И все же кажется, что мы только-только сделали первый шаг. В космосе так много всего, что нужно знать. Следующие два десятилетия станут свидетелями значительных достижений, которые превзойдут все, что мы узнали до сих пор, – как в результате проведения наблюдений, так и при построении теоретических моделей.
Следующее поколение телескопов разрабатывается и изготавливается с одной простой целью – видеть более четко, чем сейчас. Мы уже упоминали комплекс радиотелескопов ALMA, простирающийся на 16 км в пустыне Атакама, который позволит нам измерить химический состав и динамику холодных межзвездных сред, холодного газа и пыли в звездообразующих галактиках через космическое время. В результате наблюдений за молекулярным топливом, образовавшим все звезды, которые мы видим вокруг нас, атакамский комплекс дополнит «недостающее звено» эволюции галактик. Хотя сегодня уже существуют телескопы, которые позволяют нам обнаруживать газ в далеких галактиках, пока мы ограничены только самыми яркими галактиками – с наибольшим количеством газа. ALMA– это большой шаг вперед, который позволит обнаруживать газ в галактике, подобной Млечному Пути и видимой всего через несколько миллиардов лет после Большого взрыва. Перед нами – неизведанная территория для изучения эволюции галактик.
Одним из таких движущих науку инструментов станет и SKA (от англ. Square Kilometre Array – «[Антенная] решетка [площадью] в квадратный километр») – международный проект по созданию крупнейшего в мире радиоинтерферометра. SKA – радиотелескоп с площадью сбора в миллион квадратных метров, достаточно чувствительный, чтобы «обнаружить радиосигнал от радаров аэропорта на планете, удаленной на 50 световых лет». После завершения этот комплекс станет переломным моментом в радиоастрономии. Его строительство еще не закончено, но уже готовы два радиотелескопа, входящие в состав большого радиотелескопа Pathfinder («Следопыт»), – прототипы технологии SKA – MeerKAT и ASKAP, расположенные в Южной Африке и Австралии соответственно.

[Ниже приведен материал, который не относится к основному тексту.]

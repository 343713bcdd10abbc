use std::sync::Arc;
use tracing::{debug, info, instrument, warn};

use super::{DeviceProfile, DiscoveryCache, GateTable, ProbeExecutor, ValidatedMapping};
use crate::catalog::{Catalog, Partition};
use crate::error::{BsbLanError, BsbLanResult};
use crate::transport::Transport;

/// Instance-owned discovery state for one device
pub struct Discovery {
    catalog: Arc<Catalog>,
    gates: GateTable,
    cache: DiscoveryCache,
    probe: ProbeExecutor,
}

impl Discovery {
    pub fn new(catalog: Arc<Catalog>, transport: Arc<dyn Transport>) -> Self {
        Self {
            catalog,
            gates: GateTable::new(),
            cache: DiscoveryCache::new(),
            probe: ProbeExecutor::new(transport),
        }
    }

    pub fn catalog(&self) -> &Catalog {
        &self.catalog
    }

    pub fn is_validated(&self, partition: Partition) -> bool {
        self.cache.is_validated(partition)
    }

    /// Validated mapping if discovery already ran, without probing.
    pub fn validated(&self, partition: Partition) -> Option<Arc<ValidatedMapping>> {
        self.cache.read(partition)
    }

    /// Learn which candidates of `partition` the device supports, probing at most
    /// once no matter how many callers race here.
    ///
    /// An empty probe result is reported as `NoParametersAvailable` and not
    /// cached. Transport errors propagate and leave the partition unvalidated.
    #[instrument(skip_all, fields(partition = %partition))]
    pub async fn ensure_validated(
        &self,
        partition: Partition,
    ) -> BsbLanResult<Arc<ValidatedMapping>> {
        if let Some(mapping) = self.cache.read(partition) {
            debug!("Discovery cache hit");
            return Ok(mapping);
        }

        let gate = self.gates.get_or_create(partition).await;
        debug!("Waiting for discovery gate");
        // Dropped on every exit path, including cancellation of this future
        let _guard = gate.lock_owned().await;

        if let Some(mapping) = self.cache.read(partition) {
            debug!("Validated by a concurrent caller");
            return Ok(mapping);
        }

        let spec = self.catalog.spec(partition);
        let mapping = self.probe.probe(spec).await?;

        if mapping.is_empty() {
            warn!("Device reported none of the {} candidates", spec.len());
            return Err(BsbLanError::NoParametersAvailable {
                partition: partition.key().to_string(),
            });
        }

        info!("Validated {}/{} parameters", mapping.len(), spec.len());
        Ok(self.cache.commit(partition, mapping))
    }

    /// Mark `partition` validated with a known mapping, skipping the probe.
    /// IDs outside the partition's catalog are dropped.
    ///
    /// Takes the partition gate, so a probe already in flight commits first
    /// and the seeded mapping is what remains.
    pub async fn seed(
        &self,
        partition: Partition,
        mapping: ValidatedMapping,
    ) -> Arc<ValidatedMapping> {
        let gate = self.gates.get_or_create(partition).await;
        let _guard = gate.lock_owned().await;

        let spec = self.catalog.spec(partition);
        let filtered: ValidatedMapping = mapping
            .iter()
            .filter(|(id, _)| {
                let known = spec.name_of(id).is_some();
                if !known {
                    warn!("Ignoring seeded parameter {} unknown to {}", id, partition);
                }
                known
            })
            .collect();
        self.cache.commit(partition, filtered)
    }

    pub fn reset(&self, partition: Partition) {
        debug!("Resetting discovery for {}", partition);
        self.cache.reset(partition);
    }

    pub fn reset_all(&self) {
        debug!("Resetting discovery for all partitions");
        self.cache.reset_all();
    }

    pub fn export_profile(&self) -> DeviceProfile {
        let mut profile = DeviceProfile::new(self.catalog.version());
        for (partition, mapping) in self.cache.snapshot() {
            profile.insert(partition, (*mapping).clone());
        }
        profile
    }

    /// Seed every partition recorded in `profile`.
    /// A profile taken from a different API version is rejected.
    pub async fn import_profile(&self, profile: &DeviceProfile) -> BsbLanResult<usize> {
        if profile.api_version != self.catalog.version() {
            return Err(BsbLanError::Config(format!(
                "profile was recorded for API {:?}, device speaks {:?}",
                profile.api_version,
                self.catalog.version()
            )));
        }

        let entries = profile.entries()?;
        let count = entries.len();
        for (partition, mapping) in entries {
            self.seed(partition, mapping).await;
        }
        info!("Imported discovery profile with {} partitions", count);
        Ok(count)
    }
}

Эти «следопыты»– самые мощные из когда-либо созданных радиотелескопов, способные обнаруживать почти каждую звездообразующую галактику и активное ядро галактики за почти половину истории Вселенной. Мы находимся на пороге сокровищницы с неисчислимыми богатствами.
В оптическом и ближнем инфракрасном диапазонах планируется построить чрезвычайно большие телескопы, которые смогут затмить самые большие из тех, что существуют сегодня, увеличив площадь сбора до гигантов с зеркалами диаметром 30–50 м. Эти громадные «световые ведра», чувствительность которых намного превзойдет все, с чем мы работали прежде, позволят нам обнаружить и измерить звезды в еще более отдаленных галактиках. Также будут проводиться новые «синоптические» съемки благодаря созданию Большого синоптического обзорного телескопа (англ. Large Synoptic Survey Telescope, LSST), который будет многократно снимать большую часть неба, не только выстраивая обширное и глубокое изображение, которое обнаружит миллионы галактик, но и создавая своеобразный фильм о Вселенной, куда каждый снимок будет добавлять еще один кадр. Это позволит Большому синоптическому обзорному телескопу вести охоту на сверхновые и другие преходящие явления, которые мерцают, по мере того как телескоп строит свое изображение Вселенной с большой выдержкой на протяжении десятилетия.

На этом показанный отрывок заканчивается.